If you choose the Laplace operator as $-\nabla^2$ so that it is elliptic, then this accounts for the difference in sign, compared to your cited result.
I prefer to start with the Green's function for a massive field (defined by: $\left[-\nabla^2 + m^2\right] G = \delta(\mathbf{x}-\mathbf{x}')$) and take the limit as $m\rightarrow 0$. That Green's function is: $$G(r=|\mathbf{x}-\mathbf{x}'|) = \frac{1}{(2\pi)^{d/2}} \left(\frac{m}{r}\right)^{d/2-1} K_{d/2-1}(mr),$$ where $K_\nu(x)$ is the modified Bessel function of the second kind, $d$ is the number of dimensions of the space. Applying the limiting forms of the modified Bessel functions to take the limit gives: $$\begin{align} \lim_{m\rightarrow 0} G(r) &= \frac{1}{(2\pi)^{d/2}} \lim_{m\rightarrow 0}\left(\frac{m}{r}\right)^{d/2-1} \frac{\Gamma(d/2-1)}{2} \left(\frac{2}{mr}\right)^{d/2-1}\\ & = \frac{\Gamma\left(\frac{d}{2} - 1\right)}{4 \pi^{d/2} r^{d-2} } \end{align}$$ when $d > 2$. For $d=2$ we get: $$\lim_{m\rightarrow0} G(r) = \frac{1}{2\pi}\lim_{m\rightarrow 0} -\ln(mr).$$ The limit in this case diverges because the massive case requires that $\lim_{r\rightarrow \infty} G(r) = 0$, and that's not required for the massless case.
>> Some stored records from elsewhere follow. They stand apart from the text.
//! Book rendering: sorted chapter panels, verse lines and tooltip-bearing word units.

use crate::corpus::{ChapterKey, Corpus, Verse, Word, chapter_suffix};
use askama::Html as HtmlEscaper;
use askama::{MarkupDisplay, Template};
use tracing::{debug, warn};

/// Id of the element that receives the rendered chapter panels.
pub const CHAPTER_CONTAINER_ID: &str = "chapterContainer";

/// Id of the book selector element.
pub const BOOK_SELECTOR_ID: &str = "bookDropdown";

/// Renders the chapters of `book_key` from `corpus`.
///
/// An empty key, or one that names no book, yields an empty [`RenderedBook`].
pub fn render_book<'a>(corpus: &'a Corpus, book_key: &str) -> RenderedBook<'a> {
    if book_key.is_empty() {
        return RenderedBook::empty();
    }
    let Some((key, book)) = corpus.books().find(|(key, _)| *key == book_key) else {
        debug!(book = book_key, "selection does not name a book in the corpus");
        return RenderedBook::empty();
    };

    let mut ordered: Vec<(Option<u32>, &'a str, &'a [Verse])> = book
        .chapters()
        .map(|(chapter_key, verses)| {
            let number = match ChapterKey::parse(chapter_key) {
                Ok(parsed) => Some(parsed.number()),
                Err(err) => {
                    warn!(book = key, %err, "chapter sorted after numbered chapters");
                    None
                }
            };
            (number, chapter_key, verses)
        })
        .collect();
    ordered.sort_by_key(|(number, _, _)| (number.is_none(), number.unwrap_or(0)));

    RenderedBook {
        book_key: Some(key),
        chapters: ordered
            .into_iter()
            .enumerate()
            .map(|(position, (_, chapter_key, verses))| {
                ChapterPanel::new(position, chapter_key, verses)
            })
            .collect(),
    }
}

/// Formats the words of a verse as tooltip units separated by single spaces.
pub fn format_words(words: &[Word]) -> String {
    words
        .iter()
        .map(|word| WordUnit::new(word).to_string())
        .collect::<Vec<_>>()
        .join(" ")
}

#[derive(Debug, Clone, Default)]
pub struct RenderedBook<'a> {
    book_key: Option<&'a str>,
    chapters: Vec<ChapterPanel<'a>>,
}

impl<'a> RenderedBook<'a> {
    pub fn empty() -> Self {
        Self::default()
    }

    pub fn book_key(&self) -> Option<&'a str> {
        self.book_key
    }

    pub fn chapters(&self) -> &[ChapterPanel<'a>] {
        &self.chapters
    }

    pub fn is_empty(&self) -> bool {
        self.chapters.is_empty()
    }

    /// Accordion markup for the chapter container. Empty when nothing was selected.
    pub fn to_html(&self) -> Result<String, askama::Error> {
        ChapterListTemplate {
            chapters: &self.chapters,
        }
        .render()
    }
}

#[derive(Debug, Clone)]
pub struct ChapterPanel<'a> {
    pub key: &'a str,
    pub label: String,
    pub heading_id: String,
    pub collapse_id: String,
    pub verses: Vec<VerseLine<'a>>,
}

impl<'a> ChapterPanel<'a> {
    /// `position` is the panel's index in the rendered book and keeps DOM ids
    /// unique when two keys share a slug. The label is the raw key suffix, so
    /// `ch_01` reads `Chapter 01`.
    fn new(position: usize, key: &'a str, verses: &'a [Verse]) -> Self {
        let slug = dom_slug(key);
        Self {
            key,
            label: chapter_suffix(key).to_string(),
            heading_id: format!("heading-{position}-{slug}"),
            collapse_id: format!("collapse-{position}-{slug}"),
            verses: verses.iter().map(VerseLine::new).collect(),
        }
    }

    /// Header text of the panel.
    pub fn title(&self) -> String {
        format!("Chapter {}", self.label)
    }
}

#[derive(Debug, Clone)]
pub struct VerseLine<'a> {
    pub verse_id: &'a str,
    pub words: Vec<WordUnit<'a>>,
}

impl<'a> VerseLine<'a> {
    fn new(verse: &'a Verse) -> Self {
        Self {
            verse_id: &verse.verse_id,
            words: verse.words_info.iter().map(WordUnit::new).collect(),
        }
    }

    pub fn formatted_words(&self) -> String {
        self.words
            .iter()
            .map(ToString::to_string)
            .collect::<Vec<_>>()
            .join(" ")
    }

    /// Plain `<verse_id>: <words>` form of the line.
    pub fn plain_text(&self) -> String {
        let words = self
            .words
            .iter()
            .map(|word| word.text)
            .collect::<Vec<_>>()
            .join(" ");
        format!("{}: {}", self.verse_id, words)
    }
}

/// One interactive word. Field values are escaped when rendered; click data
/// travels in `data-*` attributes read by the page script.
#[derive(Debug, Clone, Template)]
#[template(
    source = r#"<span class="word" data-bs-toggle="tooltip" data-bs-html="true" title="{{ tooltip }}" data-word-text="{{ text }}" data-lemma="{{ lemma }}" data-morph="{{ morph }}" data-strong="{{ strong }}" data-definition="{{ definition }}">{{ text }}</span>"#,
    ext = "html"
)]
pub struct WordUnit<'a> {
    pub text: &'a str,
    pub lemma: &'a str,
    pub morph: &'a str,
    pub strong: &'a str,
    pub definition: &'a str,
    tooltip: String,
}

impl<'a> WordUnit<'a> {
    pub fn new(word: &'a Word) -> Self {
        let mut unit = Self {
            text: &word.text,
            lemma: word.lemma_or_missing(),
            morph: word.morph_or_missing(),
            strong: word.strong_or_missing(),
            definition: word.definition_or_missing(),
            tooltip: String::new(),
        };
        unit.tooltip = unit
            .tooltip_lines()
            .iter()
            .map(|line| escape_html(line))
            .collect::<Vec<_>>()
            .join("<br>");
        unit
    }

    /// The four labelled tooltip lines, unescaped.
    pub fn tooltip_lines(&self) -> [String; 4] {
        [
            format!("Lemma: {}", self.lemma),
            format!("Morphology: {}", self.morph),
            format!("Strong's Number: {}", self.strong),
            format!("Definition: {}", self.definition),
        ]
    }

    /// Tooltip HTML content before it is placed in the `title` attribute.
    pub fn tooltip_markup(&self) -> &str {
        &self.tooltip
    }
}

#[derive(Template)]
#[template(
    source = r##"{% for chapter in chapters %}<div class="accordion-item">
  <h2 class="accordion-header" id="{{ chapter.heading_id }}">
    <button class="accordion-button collapsed" type="button" data-bs-toggle="collapse" data-bs-target="#{{ chapter.collapse_id }}" aria-expanded="false" aria-controls="{{ chapter.collapse_id }}">{{ chapter.title() }}</button>
  </h2>
  <div id="{{ chapter.collapse_id }}" class="accordion-collapse collapse" aria-labelledby="{{ chapter.heading_id }}" data-bs-parent="#chapterContainer">
    <div class="accordion-body">{% for verse in chapter.verses %}<p class="verse"><strong>{{ verse.verse_id }}</strong>: {{ verse.formatted_words()|safe }}</p>{% endfor %}</div>
  </div>
</div>
{% endfor %}"##,
    ext = "html"
)]
struct ChapterListTemplate<'a> {
    chapters: &'a [ChapterPanel<'a>],
}

pub(crate) fn escape_html(value: &str) -> String {
    MarkupDisplay::new_unsafe(value, HtmlEscaper).to_string()
}

fn dom_slug(key: &str) -> String {
    key.chars()
        .map(|ch| {
            if ch.is_ascii_alphanumeric() || ch == '-' || ch == '_' {
                ch
            } else {
                '-'
            }
        })
        .collect()
}

#[cfg(test)]
mod tests {
    use super::*;

    const GENESIS: &[u8] = r#"{"Gen_1": {"ch_1": [{"verse_id":"1:1","words_info":[{"text":"In","lemma":"ἐν"}]}]}}"#.as_bytes();

    fn corpus(json: &str) -> Corpus {
        Corpus::from_json_slice(json.as_bytes()).unwrap()
    }

    #[test]
    fn chapters_sort_numerically_by_suffix() {
        let corpus = corpus(r#"{"B": {"ch_10": [], "ch_2": [], "ch_1": []}}"#);
        let rendered = render_book(&corpus, "B");
        let keys: Vec<_> = rendered.chapters().iter().map(|c| c.key).collect();
        assert_eq!(keys, ["ch_1", "ch_2", "ch_10"]);
        let titles: Vec<_> = rendered.chapters().iter().map(|c| c.title()).collect();
        assert_eq!(titles, ["Chapter 1", "Chapter 2", "Chapter 10"]);
    }

    #[test]
    fn renders_exactly_the_chapters_of_the_selected_book() {
        let corpus = corpus(
            r#"{"A": {"A_1": [], "A_2": []}, "B": {"B_1": [], "B_2": [], "B_3": []}}"#,
        );
        let rendered = render_book(&corpus, "A");
        assert_eq!(rendered.book_key(), Some("A"));
        let keys: Vec<_> = rendered.chapters().iter().map(|c| c.key).collect();
        assert_eq!(keys, ["A_1", "A_2"]);
    }

    #[test]
    fn keys_outside_the_contract_sort_last_in_source_order() {
        let corpus = corpus(r#"{"B": {"intro": [], "ch_3": [], "ch_x": [], "ch_1": []}}"#);
        let rendered = render_book(&corpus, "B");
        let keys: Vec<_> = rendered.chapters().iter().map(|c| c.key).collect();
        assert_eq!(keys, ["ch_1", "ch_3", "intro", "ch_x"]);
        assert_eq!(rendered.chapters()[2].title(), "Chapter intro");
        assert_eq!(rendered.chapters()[3].title(), "Chapter x");
    }

    #[test]
    fn verses_keep_source_order() {
        let corpus = corpus(
            r#"{"B": {"B_1": [
                {"verse_id": "1:3", "words_info": []},
                {"verse_id": "1:1", "words_info": []},
                {"verse_id": "1:2", "words_info": []}
            ]}}"#,
        );
        let rendered = render_book(&corpus, "B");
        let ids: Vec<_> = rendered.chapters()[0]
            .verses
            .iter()
            .map(|v| v.verse_id)
            .collect();
        assert_eq!(ids, ["1:3", "1:1", "1:2"]);
    }

    #[test]
    fn empty_or_unknown_selection_renders_nothing() {
        let corpus = Corpus::from_json_slice(GENESIS).unwrap();
        for key in ["", "Exod_1"] {
            let rendered = render_book(&corpus, key);
            assert!(rendered.is_empty());
            assert_eq!(rendered.book_key(), None);
            assert_eq!(rendered.to_html().unwrap(), "");
        }
    }

    #[test]
    fn missing_definition_reads_placeholder() {
        let word = Word {
            text: "λόγος".into(),
            lemma: Some("λόγος".into()),
            morph: Some("N-NSM".into()),
            strong: Some("3056".into()),
            definition: None,
        };
        let unit = WordUnit::new(&word);
        let lines = unit.tooltip_lines();
        assert_eq!(lines[0], "Lemma: λόγος");
        assert_eq!(lines[1], "Morphology: N-NSM");
        assert_eq!(lines[2], "Strong's Number: 3056");
        assert_eq!(lines[3], "Definition: N/A");
    }

    #[test]
    fn end_to_end_genesis_scenario() {
        let corpus = Corpus::from_json_slice(GENESIS).unwrap();
        let rendered = render_book(&corpus, "Gen_1");
        assert_eq!(rendered.chapters().len(), 1);
        let chapter = &rendered.chapters()[0];
        assert_eq!(chapter.title(), "Chapter 1");
        assert_eq!(chapter.verses.len(), 1);
        let verse = &chapter.verses[0];
        assert_eq!(verse.plain_text(), "1:1: In");
        let unit = &verse.words[0];
        assert_eq!(unit.text, "In");
        assert_eq!(
            unit.tooltip_lines(),
            [
                "Lemma: ἐν".to_string(),
                "Morphology: N/A".to_string(),
                "Strong's Number: N/A".to_string(),
                "Definition: N/A".to_string(),
            ]
        );

        let html = rendered.to_html().unwrap();
        assert_eq!(html.matches("accordion-item").count(), 1);
        assert!(html.contains(">Chapter 1</button>"));
        assert!(html.contains("<strong>1:1</strong>: <span class=\"word\""));
        assert!(html.contains("data-bs-toggle=\"tooltip\" data-bs-html=\"true\""));
        assert!(html.contains("data-lemma=\"ἐν\""));
        assert!(html.contains(">In</span></p>"));
    }

    #[test]
    fn empty_chapter_renders_empty_body() {
        let corpus = corpus(r#"{"B": {"B_1": []}}"#);
        let html = render_book(&corpus, "B").to_html().unwrap();
        assert!(html.contains(r#"<div class="accordion-body"></div>"#));
    }

    #[test]
    fn verse_without_words_has_empty_formatted_words() {
        let corpus = corpus(r#"{"B": {"B_1": [{"verse_id": "1:1", "words_info": []}]}}"#);
        let rendered = render_book(&corpus, "B");
        assert_eq!(rendered.chapters()[0].verses[0].formatted_words(), "");
        let html = rendered.to_html().unwrap();
        assert!(html.contains("<strong>1:1</strong>: </p>"));
    }

    #[test]
    fn words_are_joined_by_single_spaces() {
        let words = vec![Word::new("Ἐν"), Word::new("ἀρχῇ"), Word::new("ἦν")];
        let html = format_words(&words);
        assert_eq!(html.matches("<span class=\"word\"").count(), 3);
        assert_eq!(html.matches("</span> <span").count(), 2);
        assert!(format_words(&[]).is_empty());
    }

    #[test]
    fn field_values_are_escaped_in_markup_and_attributes() {
        let word = Word {
            text: "<b>x</b>".into(),
            lemma: Some("a\"b".into()),
            morph: Some("it's".into()),
            strong: None,
            definition: Some("<script>alert(1)</script>".into()),
        };
        let unit = WordUnit::new(&word);
        assert!(unit.tooltip_markup().contains("Definition: &lt;script&gt;"));
        assert!(unit.tooltip_markup().contains("<br>Morphology:"));

        let html = unit.to_string();
        assert!(!html.contains("<script>"));
        assert!(!html.contains("<b>"));
        assert!(!html.contains("a\"b"));
        assert!(html.contains(">&lt;b&gt;x&lt;"));
        assert!(html.contains("&amp;lt;script&amp;gt;"));
        assert!(html.contains("&lt;br&gt;"));
        assert_eq!(html.matches('"').count(), 18);
    }

    #[test]
    fn rendering_is_idempotent() {
        let corpus = Corpus::from_json_slice(GENESIS).unwrap();
        let first = render_book(&corpus, "Gen_1").to_html().unwrap();
        let second = render_book(&corpus, "Gen_1").to_html().unwrap();
        assert_eq!(first, second);
        assert_eq!(second.matches("accordion-item").count(), 1);
    }

    #[test]
    fn dom_ids_are_derived_from_chapter_keys() {
        let corpus = corpus(r#"{"B": {"Matt_1": [], "odd key_2": []}}"#);
        let rendered = render_book(&corpus, "B");
        assert_eq!(rendered.chapters()[0].collapse_id, "collapse-0-Matt_1");
        assert_eq!(rendered.chapters()[1].heading_id, "heading-1-odd-key_2");
    }

    #[test]
    fn dom_ids_stay_unique_when_slugs_collide() {
        let corpus = corpus(r#"{"B": {"a.b_1": [], "a b_1": [], "a-b_1": []}}"#);
        let rendered = render_book(&corpus, "B");
        let mut ids: Vec<_> = rendered
            .chapters()
            .iter()
            .flat_map(|c| [c.heading_id.as_str(), c.collapse_id.as_str()])
            .collect();
        ids.sort_unstable();
        ids.dedup();
        assert_eq!(ids.len(), 6);

        let html = rendered.to_html().unwrap();
        for chapter in rendered.chapters() {
            let target = format!("data-bs-target=\"#{}\"", chapter.collapse_id);
            assert_eq!(html.matches(&target).count(), 1);
        }
    }

    #[test]
    fn header_shows_raw_key_suffix() {
        let corpus = corpus(r#"{"B": {"ch_10": [], "ch_01": []}}"#);
        let rendered = render_book(&corpus, "B");
        let titles: Vec<_> = rendered.chapters().iter().map(|c| c.title()).collect();
        assert_eq!(titles, ["Chapter 01", "Chapter 10"]);
    }
}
In the massless case we can add a constant with respect to $r$, though, so the answer is: $$G_2(r) = -\frac{\ln r}{2\pi}.$$
The 1-d case has a similar divergence as the 2-d case, but the pattern fits with: $$G_1(x) = -\frac{|x|}{2}.$$
The pattern is: $$-\frac{\partial G(r)}{\partial r} = \frac{1}{S_{d-1}(r)},$$ where $S_n(r)$ is the surface area of the $n$-sphere. The $1$-sphere is the circle, and the $0$ sphere is two isolated points (the measure of isolated points is a count of them).